QUELLE EST LA SOLUTION QUE PRÉCONISERAIT PROSPECIERARA ? La meilleure solution actuellement serait d’avoir la protection des variétés telle qu’elle se pratiquait jusqu’en 1991. La protection des variétés végétales permet de faire enregistrer les nouvelles variétés sélectionnées et ce faisant d’obtenir leur protection. À la différence des brevets, cette protection laisse intact ce qu’on appelle le privilège du sélectionneur qui lui permet d’utiliser librement une variété et de faire enregistrer luimême la nouvelle variété qui en a résulté. Le privilège de l’agriculteur qui l’autorise à multiplier les semences sur sa propre exploitation a malheureusement été fortement limité en 1991. Cela porte moins à conséquence dans les pays industrialisés où rares sont les agriculteurs qui multiplient eux-même leur semence, mais pour les nombreuses petites exploitations agricoles du tiers monde, cela est catastrophique. 7


«Signez la pétition contre la pratique actuelle en matière de dépôt de brevets, et prenez fait et cause pour des semences accessibles pour tous.» Béla Bartha

EN QUOI LA QUESTION DES BREVETS CONCERNE-T-ELLE LE TRAVAIL DE PROSPECIERARA ? Le fait que quelqu’un puisse s’emparer d’une variété, lui découvrir une propriété donnée et faire breveter celle-ci est susceptible de concerner aussi les variétés ProSpecieRara.
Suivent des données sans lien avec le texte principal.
/// 关键点与检测结果数据结构
///
/// - `Landmarks`: 姿态模型的原始输出 (归一化坐标, 带布局信息)
/// - `KeypointSet`: 分析器只保留的 8 个高尔夫相关部位
/// - `Circle` / `Ball`: 圆检测原始结果 / 对外报告的整数像素结果
use std::collections::BTreeMap;

use anyhow::{bail, Result};
use serde::ser::{SerializeMap, Serializer};
use serde::Serialize;

use crate::Point2;

/// 分析器关心的 8 个身体部位, 顺序即输出顺序
#[derive(Debug, Clone, Copy, PartialEq, Eq, PartialOrd, Ord, Hash, Serialize)]
#[serde(rename_all = "snake_case")]
pub enum BodyPart {
    LeftShoulder,
    RightShoulder,
    LeftHip,
    RightHip,
    LeftWrist,
    RightWrist,
    LeftElbow,
    RightElbow,
}

impl BodyPart {
    pub const ALL: [BodyPart; 8] = [
        BodyPart::LeftShoulder,
        BodyPart::RightShoulder,
        BodyPart::LeftHip,
        BodyPart::RightHip,
        BodyPart::LeftWrist,
        BodyPart::RightWrist,
        BodyPart::LeftElbow,
        BodyPart::RightElbow,
    ];

    pub fn name(&self) -> &'static str {
        match self {
            BodyPart::LeftShoulder => "left_shoulder",
            BodyPart::RightShoulder => "right_shoulder",
            BodyPart::LeftHip => "left_hip",
            BodyPart::RightHip => "right_hip",
            BodyPart::LeftWrist => "left_wrist",
            BodyPart::RightWrist => "right_wrist",
            BodyPart::LeftElbow => "left_elbow",
            BodyPart::RightElbow => "right_elbow",
        }
    }

    /// 该部位在指定布局中的下标
    pub fn index(&self, layout: LandmarkLayout) -> usize {
        match layout {
            // COCO: 5-左肩 6-右肩 7-左肘 8-右肘 9-左腕 10-右腕 11-左髋 12-右髋
            LandmarkLayout::Coco17 => match self {
                BodyPart::LeftShoulder => 5,
                BodyPart::RightShoulder => 6,
                BodyPart::LeftElbow => 7,
                BodyPart::RightElbow => 8,
                BodyPart::LeftWrist => 9,
                BodyPart::RightWrist => 10,
                BodyPart::LeftHip => 11,
                BodyPart::RightHip => 12,
            },
            // BlazePose (MediaPipe Pose) 33 点
            LandmarkLayout::BlazePose33 => match self {
                BodyPart::LeftShoulder => 11,
                BodyPart::RightShoulder => 12,
                BodyPart::LeftElbow => 13,
                BodyPart::RightElbow => 14,
                BodyPart::LeftWrist => 15,
                BodyPart::RightWrist => 16,
                BodyPart::LeftHip => 23,
                BodyPart::RightHip => 24,
            },
        }
    }
}

impl std::fmt::Display for BodyPart {
    fn fmt(&self, f: &mut std::fmt::Formatter<'_>) -> std::fmt::Result {
        f.write_str(self.name())
    }
}

/// 姿态模型的关键点布局
#[derive(Debug, Clone, Copy, PartialEq, Eq)]
pub enum LandmarkLayout {
    /// YOLOv8-pose / COCO 17 点
    Coco17,
    /// MediaPipe BlazePose 33 点
    BlazePose33,
}

impl LandmarkLayout {
    pub fn num_points(&self) -> usize {
        match self {
            LandmarkLayout::Coco17 => 17,
            LandmarkLayout::BlazePose33 => 33,
        }
    }
}

/// 一个人的全部关键点, 坐标已按原图宽高归一化
#[derive(Debug, Clone, PartialEq)]
pub struct Landmarks {
    layout: LandmarkLayout,
    points: Vec<Point2>,
}

impl Landmarks {
    pub fn new(layout: LandmarkLayout, points: Vec<Point2>) -> Self {
        Self { layout, points }
    }

    pub fn layout(&self) -> LandmarkLayout {
        self.layout
    }

    pub fn points(&self) -> &[Point2] {
        &self.points
    }
}

/// 8 个部位 → 归一化坐标
#[derive(Debug, Clone, PartialEq, Default)]
pub struct KeypointSet {
    points: BTreeMap<BodyPart, Point2>,
}

impl KeypointSet {
    /// 从模型输出中挑出 8 个部位, 坐标截断到 [0, 1]
    pub fn from_landmarks(landmarks: &Landmarks) -> Result<Self> {
        let layout = landmarks.layout();
        if landmarks.points().len() < layout.num_points() {
            bail!(
                "{:?} layout needs {} landmarks, model produced {}",
                layout,
                layout.num_points(),
                landmarks.points().len()
            );
        }

        let mut points = BTreeMap::new();
        for part in BodyPart::ALL {
            let p = &landmarks.points()[part.index(layout)];
            if !p.x().is_finite() || !p.y().is_finite() {
                bail!("landmark {} is not finite: ({}, {})", part, p.x(), p.y());
            }
            points.insert(
                part,
                Point2::new_with_conf(p.x().clamp(0.0, 1.0), p.y().clamp(0.0, 1.0), p.confidence()),
            );
        }
        Ok(Self { points })
    }

    pub fn get(&self, part: BodyPart) -> Option<&Point2> {
        self.points.get(&part)
    }

    pub fn iter(&self) -> impl Iterator<Item = (BodyPart, &Point2)> {
        self.points.iter().map(|(k, v)| (*k, v))
    }

    pub fn len(&self) -> usize {
        self.points.len()
    }

    pub fn is_empty(&self) -> bool {
        self.points.is_empty()
    }
}

// {"left_shoulder": [x, y], ...}
impl Serialize for KeypointSet {
    fn serialize<S: Serializer>(&self, serializer: S) -> Result<S::Ok, S::Error> {
        let mut map = serializer.serialize_map(Some(self.points.len()))?;
        for (part, p) in self.points.iter() {
            map.serialize_entry(part.name(), &[p.x(), p.y()])?;
        }
        map.end()
    }
}

/// 圆检测器的原始输出 (像素坐标)
#[derive(Debug, Clone, Copy, PartialEq)]
pub struct Circle {
    pub x: f32,
    pub y: f32,
    pub radius: f32,
    /// 支持该半径的边缘点数
    pub support: u32,
}

impl Circle {
    pub fn new(x: f32, y: f32, radius: f32) -> Self {
        Self {
            x,
            y,
            radius,
            support: 0,
        }
    }
}

/// 对外报告的球位置, 四舍五入到整数像素
#[derive(Debug, Clone, Copy, PartialEq, Eq, Serialize)]
pub struct Ball {
    pub x: u32,
    pub y: u32,
    pub radius: u32,
}

/// 四舍六入五取偶, 与 numpy `np.round` 一致
impl From<Circle> for Ball {
    fn from(c: Circle) -> Self {
        Self {
            x: c.x.round_ties_even().max(0.0) as u32,
            y: c.y.round_ties_even().max(0.0) as u32,
            radius: c.radius.round_ties_even().max(0.0) as u32,
        }
    }
}

#[cfg(test)]
mod tests {
    use super::*;

    fn coco_person() -> Landmarks {
        let points = (0..17)
            .map(|i| Point2::new_with_conf(i as f32 * 0.05, 1.0 - i as f32 * 0.05, 0.9))
            .collect();
        Landmarks::new(LandmarkLayout::Coco17, points)
    }

    #[test]
    fn test_coco_extracts_eight_parts() {
        let kpts = KeypointSet::from_landmarks(&coco_person()).unwrap();
        assert_eq!(kpts.len(), 8);
        let ls = kpts.get(BodyPart::LeftShoulder).unwrap();
        assert!((ls.x() - 0.25).abs() < 1e-6);
        assert!((ls.y() - 0.75).abs() < 1e-6);
        let rh = kpts.get(BodyPart::RightHip).unwrap();
        assert!((rh.x() - 0.60).abs() < 1e-6);
    }

    #[test]
    fn test_blazepose_indices() {
        let points = (0..33)
            .map(|i| Point2::new(i as f32 / 100.0, 0.5))
            .collect();
        let kpts =
            KeypointSet::from_landmarks(&Landmarks::new(LandmarkLayout::BlazePose33, points))
                .unwrap();
        assert!((kpts.get(BodyPart::LeftHip).unwrap().x() - 0.23).abs() < 1e-6);
        assert!((kpts.get(BodyPart::RightWrist).unwrap().x() - 0.16).abs() < 1e-6);
    }

    #[test]
    fn test_coordinates_are_clamped() {
        let mut points = vec![Point2::new(0.5, 0.5); 17];
        points[5] = Point2::new(-0.2, 1.3);
        let kpts =
            KeypointSet::from_landmarks(&Landmarks::new(LandmarkLayout::Coco17, points)).unwrap();
        let ls = kpts.get(BodyPart::LeftShoulder).unwrap();
        assert_eq!((ls.x(), ls.y()), (0.0, 1.0));
    }

    #[test]
    fn test_short_landmark_list_is_error() {
        let landmarks = Landmarks::new(LandmarkLayout::BlazePose33, vec![Point2::default(); 17]);
        assert!(KeypointSet::from_landmarks(&landmarks).is_err());
    }

    #[test]
    fn test_non_finite_is_error() {
        let mut points = vec![Point2::new(0.5, 0.5); 17];
        points[9] = Point2::new(f32::NAN, 0.5);
        let landmarks = Landmarks::new(LandmarkLayout::Coco17, points);
        assert!(KeypointSet::from_landmarks(&landmarks).is_err());
    }

    #[test]
    fn test_serialize_shape() {
        let kpts = KeypointSet::from_landmarks(&coco_person()).unwrap();
        let json = serde_json::to_value(&kpts).unwrap();
        let obj = json.as_object().unwrap();
        assert_eq!(obj.len(), 8);
        assert_eq!(obj["left_elbow"].as_array().unwrap().len(), 2);

        let ball = Ball::from(Circle::new(99.6, 80.4, 14.5));
        assert_eq!(
            serde_json::to_value(ball).unwrap(),
            serde_json::json!({"x": 100, "y": 80, "radius": 14})
        );
    }

    #[test]
    fn test_ball_rounds_half_to_even() {
        let ball = Ball::from(Circle::new(12.5, 13.5, 15.5));
        assert_eq!((ball.x, ball.y, ball.radius), (12, 14, 16));
        let ball = Ball::from(Circle::new(-0.4, 2.6, 0.5));
        assert_eq!((ball.x, ball.y, ball.radius), (0, 3, 0));
    }
}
Nous avons certes le droit – selon la manière dont on interprète la législation – de continuer de multiplier et d’échanger une variété, mais elle ne serait plus disponible sans autres comme matériau de départ pour de nouvelles sélections. Les brevets touchent ProSpecieRara au cœur de son activité, car nous nous battons précisément pour le libre accès à cette ressource. Le libre accès aux plantes de culture est le fondement de notre sécurité alimentaire future. Le problème est le même pour les animaux, dont les propriétés sont également susceptibles d’être brevetées.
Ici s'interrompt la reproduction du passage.